▶ Material provided
use crate::config::SimulatedConfig;
use crate::message::{Movement, Target};
use crate::{Error, ManipulatorId, Result};
use async_trait::async_trait;
use dashmap::DashMap;
use serde::{Deserialize, Serialize};
use std::time::Duration;
use tokio::sync::Notify;
use tracing::debug;

/// Physical envelope of one manipulator, fixed once enumerated
#[derive(Debug, Clone, PartialEq, Serialize, Deserialize)]
pub struct ManipulatorInfo {
    pub manipulator_id: ManipulatorId,
    pub num_axes: u32,
    /// Size of the movement space in mm, first 3 axes
    pub dimensions: [f64; 3],
}

impl ManipulatorInfo {
    pub fn new(manipulator_id: impl Into<ManipulatorId>, num_axes: u32, dimensions: [f64; 3]) -> Self {
        Self {
            manipulator_id: manipulator_id.into(),
            num_axes,
            dimensions,
        }
    }
}

/// Hardware collaborator that actually moves manipulators
///
/// Implementations report failures as [`Error::Driver`]; the message reaches
/// the client unchanged.
#[async_trait]
pub trait Driver: Send + Sync + std::fmt::Debug {
    async fn enumerate(&self) -> Result<Vec<ManipulatorInfo>>;
    async fn position(&self, id: &ManipulatorId) -> Result<Vec<f64>>;
    async fn angles(&self, id: &ManipulatorId) -> Result<[f64; 3]>;
    async fn shank_count(&self, id: &ManipulatorId) -> Result<u32>;
    async fn move_to(&self, id: &ManipulatorId, target: &Target, speed: u32) -> Result<Movement>;
    async fn set_inside_brain(&self, id: &ManipulatorId, inside: bool) -> Result<bool>;
    /// Halt every manipulator
    async fn stop(&self) -> Result<()>;
}

#[derive(Debug, Clone)]
struct SimulatedManipulator {
    info: ManipulatorInfo,
    position: Vec<f64>,
    angles: [f64; 3],
    shank_count: u32,
    inside_brain: bool,
}

impl SimulatedManipulator {
    fn depth_axis(&self) -> usize {
        if self.info.num_axes >= 4 {
            3
        } else {
            2
        }
    }

    fn axis_limit(&self, axis: usize) -> f64 {
        self.info.dimensions[axis.min(2)]
    }

    fn check_in_range(&self, axis: usize, value: f64) -> Result<()> {
        let limit = self.axis_limit(axis);
        if (0.0..=limit).contains(&value) {
            Ok(())
        } else {
            Err(Error::driver(format!(
                "Target {value} on axis {axis} is outside 0..={limit} for manipulator {}",
                self.info.manipulator_id
            )))
        }
    }
}

/// In-memory manipulators for running without hardware
///
/// Moves complete after `move_latency` unless [`Driver::stop`] interrupts them.
#[derive(Debug)]
pub struct SimulatedDriver {
    manipulators: DashMap<ManipulatorId, SimulatedManipulator>,
    move_latency: Duration,
    halt: Notify,
}

impl SimulatedDriver {
    pub fn new(move_latency: Duration) -> Self {
        Self {
            manipulators: DashMap::new(),
            move_latency,
            halt: Notify::new(),
        }
    }

    pub fn from_config(config: &SimulatedConfig) -> Self {
        let driver = Self::new(config.move_latency);
        for n in 1..=config.manipulators {
            let info = ManipulatorInfo::new(n.to_string(), config.num_axes, config.dimensions);
            driver.add(info, config.shank_count);
        }
        driver
    }

    /// Register a manipulator at the origin
    pub fn add(&self, info: ManipulatorInfo, shank_count: u32) {
        let axes = usize::try_from(info.num_axes).unwrap_or(usize::MAX).min(4);
        self.manipulators.insert(
            info.manipulator_id.clone(),
            SimulatedManipulator {
                position: vec![0.0; axes],
                angles: [0.0; 3],
                shank_count,
                inside_brain: false,
                info,
            },
        );
    }

    /// Whether `id` is currently flagged as inside brain tissue
    pub fn inside_brain(&self, id: &ManipulatorId) -> Option<bool> {
        self.manipulators.get(id).map(|m| m.inside_brain)
    }

    fn snapshot(&self, id: &ManipulatorId) -> Result<SimulatedManipulator> {
        self.manipulators
            .get(id)
            .map(|m| m.clone())
            .ok_or_else(|| not_registered(id))
    }
}

fn not_registered(id: &ManipulatorId) -> Error {
    Error::driver(format!("Manipulator {id} not registered"))
}

#[async_trait]
impl Driver for SimulatedDriver {
    async fn enumerate(&self) -> Result<Vec<ManipulatorInfo>> {
        let mut infos: Vec<_> = self.manipulators.iter().map(|m| m.info.clone()).collect();
        infos.sort_by(|a, b| a.manipulator_id.cmp(&b.manipulator_id));
        Ok(infos)
    }

    async fn position(&self, id: &ManipulatorId) -> Result<Vec<f64>> {
        Ok(self.snapshot(id)?.position)
    }

    async fn angles(&self, id: &ManipulatorId) -> Result<[f64; 3]> {
        Ok(self.snapshot(id)?.angles)
    }

    async fn shank_count(&self, id: &ManipulatorId) -> Result<u32> {
        Ok(self.snapshot(id)?.shank_count)
    }

    async fn move_to(&self, id: &ManipulatorId, target: &Target, speed: u32) -> Result<Movement> {
        let manipulator = self.snapshot(id)?;
        let mut position = manipulator.position.clone();

        match target {
            Target::Position(pos) => {
                if pos.len() > position.len() {
                    return Err(Error::driver(format!(
                        "Target has {} axes but manipulator {id} has {}",
                        pos.len(),
                        position.len()
                    )));
                }
                for (axis, value) in pos.iter().enumerate() {
                    manipulator.check_in_range(axis, *value)?;
                    position[axis] = *value;
                }
            }
            Target::Depth(depth) => {
                let axis = manipulator.depth_axis();
                manipulator.check_in_range(axis, *depth)?;
                if let Some(slot) = position.get_mut(axis) {
                    *slot = *depth;
                }
            }
        }
        debug!(manipulator_id = %id, ?target, speed, "simulated move started");

        if !self.move_latency.is_zero() {
            tokio::select! {
                () = tokio::time::sleep(self.move_latency) => {}
                () = self.halt.notified() => {
                    return Err(Error::driver(format!("Manipulator {id} stopped")));
                }
            }
        }

        let mut entry = self.manipulators.get_mut(id).ok_or_else(|| not_registered(id))?;
        entry.position.clone_from(&position);

        Ok(match target {
            Target::Position(_) => Movement::Position(position),
            Target::Depth(depth) => Movement::Depth(*depth),
        })
    }

    async fn set_inside_brain(&self, id: &ManipulatorId, inside: bool) -> Result<bool> {
        let mut entry = self.manipulators.get_mut(id).ok_or_else(|| not_registered(id))?;
        entry.inside_brain = inside;
        Ok(inside)
    }

    async fn stop(&self) -> Result<()> {
        debug!("stopping all simulated manipulators");
        self.halt.notify_waiters();
        Ok(())
    }
}

#[cfg(test)]
mod tests {
    use super::*;

    fn driver() -> SimulatedDriver {
        let driver = SimulatedDriver::new(Duration::ZERO);
        driver.add(ManipulatorInfo::new("1", 4, [20.0, 20.0, 20.0]), 1);
        driver.add(ManipulatorInfo::new("2", 3, [15.0, 15.0, 15.0]), 4);
        driver
    }

    #[tokio::test]
    async fn test_enumerate_sorted() {
        let infos = driver().enumerate().await.unwrap();
        let ids: Vec<_> = infos.iter().map(|i| i.manipulator_id.as_str()).collect();
        assert_eq!(ids, vec!["1", "2"]);
        assert_eq!(infos[1].num_axes, 3);
    }

    #[tokio::test]
    async fn test_move_and_depth() {
        let driver = driver();
        let id = ManipulatorId::from("1");

        let moved = driver
            .move_to(&id, &Target::Position(vec![1.0, 2.0, 3.0]), 10)
            .await
            .unwrap();
        assert_eq!(moved, Movement::Position(vec![1.0, 2.0, 3.0, 0.0]));

        let moved = driver.move_to(&id, &Target::Depth(5.5), 10).await.unwrap();
        assert_eq!(moved, Movement::Depth(5.5));
        assert_eq!(driver.position(&id).await.unwrap(), vec![1.0, 2.0, 3.0, 5.5]);
    }

    #[tokio::test]
    async fn test_three_axis_depth_moves_z() {
        let driver = driver();
        let id = ManipulatorId::from("2");

        driver.move_to(&id, &Target::Depth(7.0), 1).await.unwrap();
        assert_eq!(driver.position(&id).await.unwrap(), vec![0.0, 0.0, 7.0]);
        assert_eq!(driver.shank_count(&id).await.unwrap(), 4);
    }

    #[tokio::test]
    async fn test_out_of_range_leaves_position() {
        let driver = driver();
        let id = ManipulatorId::from("2");

        let err = driver
            .move_to(&id, &Target::Position(vec![1.0, 99.0, 1.0]), 1)
            .await
            .unwrap_err();
        assert!(matches!(err, Error::Driver(_)));
        assert_eq!(driver.position(&id).await.unwrap(), vec![0.0, 0.0, 0.0]);
    }

    #[tokio::test]
    async fn test_extra_axis_is_refused() {
        let driver = driver();
        let id = ManipulatorId::from("2");

        let err = driver
            .move_to(&id, &Target::Position(vec![1.0, 2.0, 3.0, 4.0]), 1)
            .await
            .unwrap_err();
        assert!(matches!(err, Error::Driver(_)));
        assert_eq!(err.to_string(), "Target has 4 axes but manipulator 2 has 3");
        assert_eq!(driver.position(&id).await.unwrap(), vec![0.0, 0.0, 0.0]);
    }

    #[tokio::test]
    async fn test_unknown_manipulator() {
        let err = driver().angles(&"9".into()).await.unwrap_err();
        assert_eq!(err.to_string(), "Manipulator 9 not registered");
    }

    #[tokio::test]
    async fn test_inside_brain_flag() {
        let driver = driver();
        let id = ManipulatorId::from("1");

        assert_eq!(driver.inside_brain(&id), Some(false));
        assert!(driver.set_inside_brain(&id, true).await.unwrap());
        assert_eq!(driver.inside_brain(&id), Some(true));
    }

    #[tokio::test(start_paused = true)]
    async fn test_stop_interrupts_move() {
        let driver = std::sync::Arc::new(SimulatedDriver::new(Duration::from_secs(10)));
        driver.add(ManipulatorInfo::new("1", 4, [20.0, 20.0, 20.0]), 1);

        let mover = {
            let driver = driver.clone();
            tokio::spawn(async move {
                driver
                    .move_to(&"1".into(), &Target::Position(vec![5.0, 5.0, 5.0]), 1)
                    .await
            })
        };
        tokio::time::sleep(Duration::from_secs(1)).await;
        driver.stop().await.unwrap();

        let err = mover.await.unwrap().unwrap_err();
        assert_eq!(err.to_string(), "Manipulator 1 stopped");
        assert_eq!(driver.position(&"1".into()).await.unwrap(), vec![0.0; 4]);
    }
}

▶ Problem statement
Each line of the records above, from the first through the one containing "fn axis_limit(&self, axis: usize)", is to be retyped exactly; no other line belongs.

▶ Task answer
use crate::config::SimulatedConfig;
use crate::message::{Movement, Target};
use crate::{Error, ManipulatorId, Result};
use async_trait::async_trait;
use dashmap::DashMap;
use serde::{Deserialize, Serialize};
use std::time::Duration;
use tokio::sync::Notify;
use tracing::debug;

/// Physical envelope of one manipulator, fixed once enumerated
#[derive(Debug, Clone, PartialEq, Serialize, Deserialize)]
pub struct ManipulatorInfo {
    pub manipulator_id: ManipulatorId,
    pub num_axes: u32,
    /// Size of the movement space in mm, first 3 axes
    pub dimensions: [f64; 3],
}

impl ManipulatorInfo {
    pub fn new(manipulator_id: impl Into<ManipulatorId>, num_axes: u32, dimensions: [f64; 3]) -> Self {
        Self {
            manipulator_id: manipulator_id.into(),
            num_axes,
            dimensions,
        }
    }
}

/// Hardware collaborator that actually moves manipulators
///
/// Implementations report failures as [`Error::Driver`]; the message reaches
/// the client unchanged.
#[async_trait]
pub trait Driver: Send + Sync + std::fmt::Debug {
    async fn enumerate(&self) -> Result<Vec<ManipulatorInfo>>;
    async fn position(&self, id: &ManipulatorId) -> Result<Vec<f64>>;
    async fn angles(&self, id: &ManipulatorId) -> Result<[f64; 3]>;
    async fn shank_count(&self, id: &ManipulatorId) -> Result<u32>;
    async fn move_to(&self, id: &ManipulatorId, target: &Target, speed: u32) -> Result<Movement>;
    async fn set_inside_brain(&self, id: &ManipulatorId, inside: bool) -> Result<bool>;
    /// Halt every manipulator
    async fn stop(&self) -> Result<()>;
}

#[derive(Debug, Clone)]
struct SimulatedManipulator {
    info: ManipulatorInfo,
    position: Vec<f64>,
    angles: [f64; 3],
    shank_count: u32,
    inside_brain: bool,
}

impl SimulatedManipulator {
    fn depth_axis(&self) -> usize {
        if self.info.num_axes >= 4 {
            3
        } else {
            2
        }
    }

    fn axis_limit(&self, axis: usize) -> f64 {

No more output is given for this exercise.